**AIM OF THE EXERCISE**
Look below for lines that hold the string "into" and copy each one.

**TASK DATA**

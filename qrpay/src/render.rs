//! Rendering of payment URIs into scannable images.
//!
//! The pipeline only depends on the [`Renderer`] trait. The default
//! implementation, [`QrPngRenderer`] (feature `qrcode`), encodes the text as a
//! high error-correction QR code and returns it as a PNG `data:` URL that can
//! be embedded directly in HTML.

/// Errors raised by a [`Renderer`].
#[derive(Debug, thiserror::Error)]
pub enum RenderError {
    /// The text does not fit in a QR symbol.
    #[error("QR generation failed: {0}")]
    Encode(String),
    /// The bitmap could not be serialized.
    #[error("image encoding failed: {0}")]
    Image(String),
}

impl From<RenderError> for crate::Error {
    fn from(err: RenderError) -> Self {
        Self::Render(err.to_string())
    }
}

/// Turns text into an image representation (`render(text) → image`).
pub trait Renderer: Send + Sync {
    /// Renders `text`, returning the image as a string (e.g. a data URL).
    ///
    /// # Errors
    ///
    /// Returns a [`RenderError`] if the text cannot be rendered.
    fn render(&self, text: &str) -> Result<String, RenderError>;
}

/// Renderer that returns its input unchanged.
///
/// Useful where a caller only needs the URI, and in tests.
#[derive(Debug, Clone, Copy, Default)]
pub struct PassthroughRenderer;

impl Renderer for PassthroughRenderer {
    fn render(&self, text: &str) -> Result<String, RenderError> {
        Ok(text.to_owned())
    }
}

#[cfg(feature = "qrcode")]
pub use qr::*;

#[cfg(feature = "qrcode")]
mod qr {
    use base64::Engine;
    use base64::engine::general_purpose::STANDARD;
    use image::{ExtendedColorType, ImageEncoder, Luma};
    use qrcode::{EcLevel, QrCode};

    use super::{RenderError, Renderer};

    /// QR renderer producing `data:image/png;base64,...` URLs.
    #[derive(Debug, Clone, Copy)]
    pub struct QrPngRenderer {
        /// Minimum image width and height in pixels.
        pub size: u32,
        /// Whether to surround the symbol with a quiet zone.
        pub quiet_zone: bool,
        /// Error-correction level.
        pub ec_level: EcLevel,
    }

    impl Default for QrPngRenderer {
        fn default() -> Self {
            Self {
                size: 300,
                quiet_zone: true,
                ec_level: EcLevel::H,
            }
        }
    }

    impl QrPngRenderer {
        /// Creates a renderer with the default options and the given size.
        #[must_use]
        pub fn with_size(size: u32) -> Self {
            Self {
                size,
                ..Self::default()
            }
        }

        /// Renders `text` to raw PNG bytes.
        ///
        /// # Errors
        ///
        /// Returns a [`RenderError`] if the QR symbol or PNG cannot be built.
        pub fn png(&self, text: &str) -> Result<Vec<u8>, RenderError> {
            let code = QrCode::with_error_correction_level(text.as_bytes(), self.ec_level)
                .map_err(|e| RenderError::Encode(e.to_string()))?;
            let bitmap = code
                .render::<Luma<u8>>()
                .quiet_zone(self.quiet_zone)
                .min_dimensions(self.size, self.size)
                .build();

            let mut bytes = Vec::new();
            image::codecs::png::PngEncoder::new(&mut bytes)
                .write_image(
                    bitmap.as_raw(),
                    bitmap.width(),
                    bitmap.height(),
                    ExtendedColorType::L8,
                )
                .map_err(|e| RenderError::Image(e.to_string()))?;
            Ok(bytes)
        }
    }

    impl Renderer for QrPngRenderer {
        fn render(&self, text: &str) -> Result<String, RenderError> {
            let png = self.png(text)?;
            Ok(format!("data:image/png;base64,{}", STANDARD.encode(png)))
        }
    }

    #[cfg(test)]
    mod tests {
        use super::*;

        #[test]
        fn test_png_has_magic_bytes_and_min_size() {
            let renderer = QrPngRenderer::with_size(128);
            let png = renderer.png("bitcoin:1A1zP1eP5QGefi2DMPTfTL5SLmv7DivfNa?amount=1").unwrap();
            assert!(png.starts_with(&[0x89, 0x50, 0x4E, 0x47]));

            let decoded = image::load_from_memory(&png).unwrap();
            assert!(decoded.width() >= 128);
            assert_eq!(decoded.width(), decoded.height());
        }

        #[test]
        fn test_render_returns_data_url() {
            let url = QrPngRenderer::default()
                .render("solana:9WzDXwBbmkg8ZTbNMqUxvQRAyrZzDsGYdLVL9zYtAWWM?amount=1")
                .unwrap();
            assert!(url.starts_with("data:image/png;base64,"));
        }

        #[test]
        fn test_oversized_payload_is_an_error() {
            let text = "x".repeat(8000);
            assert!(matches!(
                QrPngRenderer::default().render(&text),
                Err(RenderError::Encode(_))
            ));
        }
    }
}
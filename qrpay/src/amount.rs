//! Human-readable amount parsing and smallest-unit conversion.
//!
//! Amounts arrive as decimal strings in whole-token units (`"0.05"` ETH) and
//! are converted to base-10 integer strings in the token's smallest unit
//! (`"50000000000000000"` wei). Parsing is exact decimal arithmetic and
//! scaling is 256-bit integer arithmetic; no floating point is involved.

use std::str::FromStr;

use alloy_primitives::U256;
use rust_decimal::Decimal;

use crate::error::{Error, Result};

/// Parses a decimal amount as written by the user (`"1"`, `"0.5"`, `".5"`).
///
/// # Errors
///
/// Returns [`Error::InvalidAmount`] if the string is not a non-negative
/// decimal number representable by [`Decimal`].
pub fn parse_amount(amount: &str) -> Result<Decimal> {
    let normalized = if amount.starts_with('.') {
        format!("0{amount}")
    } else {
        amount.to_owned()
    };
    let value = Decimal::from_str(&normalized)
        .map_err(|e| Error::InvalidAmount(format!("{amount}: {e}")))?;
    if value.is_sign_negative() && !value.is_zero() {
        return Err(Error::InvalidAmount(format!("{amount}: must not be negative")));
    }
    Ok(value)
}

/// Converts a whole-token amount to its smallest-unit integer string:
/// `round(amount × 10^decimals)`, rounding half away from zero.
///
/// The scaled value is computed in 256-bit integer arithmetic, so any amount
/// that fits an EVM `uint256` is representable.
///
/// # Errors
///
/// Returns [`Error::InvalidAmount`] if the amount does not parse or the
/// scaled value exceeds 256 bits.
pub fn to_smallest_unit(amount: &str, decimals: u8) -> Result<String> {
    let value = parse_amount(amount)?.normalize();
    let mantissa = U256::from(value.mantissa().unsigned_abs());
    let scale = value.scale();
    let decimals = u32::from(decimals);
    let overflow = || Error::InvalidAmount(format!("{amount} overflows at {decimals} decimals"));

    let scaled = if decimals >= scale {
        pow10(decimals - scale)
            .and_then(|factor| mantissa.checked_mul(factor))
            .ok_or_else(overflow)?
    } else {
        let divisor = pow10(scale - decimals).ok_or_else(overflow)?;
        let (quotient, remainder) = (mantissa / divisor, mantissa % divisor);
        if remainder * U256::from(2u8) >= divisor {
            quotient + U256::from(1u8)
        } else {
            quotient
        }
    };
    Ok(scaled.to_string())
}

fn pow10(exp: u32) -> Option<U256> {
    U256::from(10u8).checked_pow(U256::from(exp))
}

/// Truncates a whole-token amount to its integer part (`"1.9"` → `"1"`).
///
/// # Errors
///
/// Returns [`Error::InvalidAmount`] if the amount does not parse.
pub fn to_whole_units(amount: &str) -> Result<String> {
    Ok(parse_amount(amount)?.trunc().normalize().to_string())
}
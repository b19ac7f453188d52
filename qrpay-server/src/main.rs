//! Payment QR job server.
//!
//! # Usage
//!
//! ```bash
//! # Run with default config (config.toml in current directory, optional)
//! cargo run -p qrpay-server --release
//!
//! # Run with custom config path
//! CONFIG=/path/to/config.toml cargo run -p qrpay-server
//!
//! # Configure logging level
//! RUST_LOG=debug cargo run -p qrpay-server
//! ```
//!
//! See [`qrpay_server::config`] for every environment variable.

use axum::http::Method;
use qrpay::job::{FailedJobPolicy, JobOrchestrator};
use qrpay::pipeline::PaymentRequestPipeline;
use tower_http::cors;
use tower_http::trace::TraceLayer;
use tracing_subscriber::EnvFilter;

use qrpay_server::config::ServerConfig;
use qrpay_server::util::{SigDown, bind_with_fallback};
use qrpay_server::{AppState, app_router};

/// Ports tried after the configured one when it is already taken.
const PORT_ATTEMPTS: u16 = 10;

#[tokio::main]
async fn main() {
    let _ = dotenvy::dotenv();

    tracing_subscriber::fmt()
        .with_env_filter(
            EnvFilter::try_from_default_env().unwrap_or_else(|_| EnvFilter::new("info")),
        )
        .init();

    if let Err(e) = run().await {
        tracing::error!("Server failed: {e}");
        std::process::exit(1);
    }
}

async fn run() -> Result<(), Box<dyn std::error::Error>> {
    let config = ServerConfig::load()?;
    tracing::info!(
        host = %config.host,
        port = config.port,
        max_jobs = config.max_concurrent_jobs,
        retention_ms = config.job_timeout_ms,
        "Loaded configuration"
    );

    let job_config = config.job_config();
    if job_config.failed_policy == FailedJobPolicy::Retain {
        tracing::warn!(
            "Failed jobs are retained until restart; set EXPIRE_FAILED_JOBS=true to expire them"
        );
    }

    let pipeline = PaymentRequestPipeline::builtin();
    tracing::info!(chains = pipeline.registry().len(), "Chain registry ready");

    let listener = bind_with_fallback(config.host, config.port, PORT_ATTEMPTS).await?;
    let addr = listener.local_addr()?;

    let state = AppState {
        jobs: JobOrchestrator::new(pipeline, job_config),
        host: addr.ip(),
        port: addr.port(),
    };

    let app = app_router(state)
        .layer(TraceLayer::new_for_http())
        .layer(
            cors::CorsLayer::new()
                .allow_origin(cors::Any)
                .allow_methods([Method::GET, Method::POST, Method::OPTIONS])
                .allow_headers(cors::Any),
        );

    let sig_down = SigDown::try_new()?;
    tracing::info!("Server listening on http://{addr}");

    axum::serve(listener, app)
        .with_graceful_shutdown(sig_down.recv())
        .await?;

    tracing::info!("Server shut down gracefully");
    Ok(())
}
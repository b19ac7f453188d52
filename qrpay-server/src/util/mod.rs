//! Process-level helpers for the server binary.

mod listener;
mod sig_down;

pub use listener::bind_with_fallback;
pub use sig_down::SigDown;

**RESULT FOR THIS TASK**
//! Rendering of payment URIs into scannable images.
/// Turns text into an image representation (`render(text) → image`).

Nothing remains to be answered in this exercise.